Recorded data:
^^^^^^^^^^^^^^^^
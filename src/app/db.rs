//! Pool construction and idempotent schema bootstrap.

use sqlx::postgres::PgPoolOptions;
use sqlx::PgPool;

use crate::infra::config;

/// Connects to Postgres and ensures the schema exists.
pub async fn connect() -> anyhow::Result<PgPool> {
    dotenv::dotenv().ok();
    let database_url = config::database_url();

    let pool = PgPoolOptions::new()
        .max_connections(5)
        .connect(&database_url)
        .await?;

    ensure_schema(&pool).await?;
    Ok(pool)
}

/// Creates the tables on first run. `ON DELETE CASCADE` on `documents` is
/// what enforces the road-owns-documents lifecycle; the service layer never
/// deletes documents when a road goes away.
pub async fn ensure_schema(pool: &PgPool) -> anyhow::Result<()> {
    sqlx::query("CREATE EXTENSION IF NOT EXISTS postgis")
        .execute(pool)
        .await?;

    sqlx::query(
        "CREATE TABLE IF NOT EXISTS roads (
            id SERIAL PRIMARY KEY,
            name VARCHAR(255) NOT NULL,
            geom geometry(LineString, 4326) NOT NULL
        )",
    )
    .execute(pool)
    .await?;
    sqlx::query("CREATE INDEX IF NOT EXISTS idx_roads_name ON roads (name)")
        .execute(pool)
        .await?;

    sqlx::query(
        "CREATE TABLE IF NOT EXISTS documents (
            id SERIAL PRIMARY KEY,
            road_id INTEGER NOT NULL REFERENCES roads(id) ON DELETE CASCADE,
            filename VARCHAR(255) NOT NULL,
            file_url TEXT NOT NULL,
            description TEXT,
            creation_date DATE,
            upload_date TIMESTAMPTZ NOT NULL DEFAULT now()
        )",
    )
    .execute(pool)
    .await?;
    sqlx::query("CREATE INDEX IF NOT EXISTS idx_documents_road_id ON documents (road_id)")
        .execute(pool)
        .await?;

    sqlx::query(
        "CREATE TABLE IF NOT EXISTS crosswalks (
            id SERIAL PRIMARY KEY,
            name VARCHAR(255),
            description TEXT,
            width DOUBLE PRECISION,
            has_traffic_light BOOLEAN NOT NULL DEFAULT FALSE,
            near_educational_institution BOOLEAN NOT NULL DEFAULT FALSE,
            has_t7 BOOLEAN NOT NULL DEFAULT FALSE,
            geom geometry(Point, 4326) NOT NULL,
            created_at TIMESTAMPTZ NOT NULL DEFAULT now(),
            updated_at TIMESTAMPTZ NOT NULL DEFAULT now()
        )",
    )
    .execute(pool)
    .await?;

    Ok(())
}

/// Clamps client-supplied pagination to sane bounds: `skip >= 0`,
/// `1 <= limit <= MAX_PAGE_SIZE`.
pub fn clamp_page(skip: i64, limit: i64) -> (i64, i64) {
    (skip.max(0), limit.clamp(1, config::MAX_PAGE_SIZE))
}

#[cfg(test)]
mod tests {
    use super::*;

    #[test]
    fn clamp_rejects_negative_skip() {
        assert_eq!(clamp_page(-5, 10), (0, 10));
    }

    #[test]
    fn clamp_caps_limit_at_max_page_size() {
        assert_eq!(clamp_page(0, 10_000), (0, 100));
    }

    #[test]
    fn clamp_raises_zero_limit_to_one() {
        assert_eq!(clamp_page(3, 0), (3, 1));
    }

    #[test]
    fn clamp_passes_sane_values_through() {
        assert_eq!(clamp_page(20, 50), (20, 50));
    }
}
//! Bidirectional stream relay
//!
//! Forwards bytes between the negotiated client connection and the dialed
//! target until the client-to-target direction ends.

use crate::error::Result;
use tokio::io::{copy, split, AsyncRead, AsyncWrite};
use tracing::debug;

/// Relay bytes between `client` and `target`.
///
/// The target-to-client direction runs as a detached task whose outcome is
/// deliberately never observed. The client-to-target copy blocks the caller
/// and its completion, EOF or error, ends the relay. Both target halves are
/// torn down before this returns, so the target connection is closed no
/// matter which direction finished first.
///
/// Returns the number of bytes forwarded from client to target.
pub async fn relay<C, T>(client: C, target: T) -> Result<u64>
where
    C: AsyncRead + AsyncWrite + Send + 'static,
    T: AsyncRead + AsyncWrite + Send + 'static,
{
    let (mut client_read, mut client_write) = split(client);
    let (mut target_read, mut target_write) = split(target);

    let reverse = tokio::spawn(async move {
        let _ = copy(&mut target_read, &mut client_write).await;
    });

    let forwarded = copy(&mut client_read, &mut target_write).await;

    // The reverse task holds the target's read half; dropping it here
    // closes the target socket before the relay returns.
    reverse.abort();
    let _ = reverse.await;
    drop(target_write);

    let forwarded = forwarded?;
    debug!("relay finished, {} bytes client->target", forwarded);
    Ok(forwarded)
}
^^^^^^^^^^^^^^^^
Work instruction: The expected answer is each line of the records above that includes the string "AsyncRead".

Result of this task:
use tokio::io::{copy, split, AsyncRead, AsyncWrite};
    C: AsyncRead + AsyncWrite + Send + 'static,
    T: AsyncRead + AsyncWrite + Send + 'static,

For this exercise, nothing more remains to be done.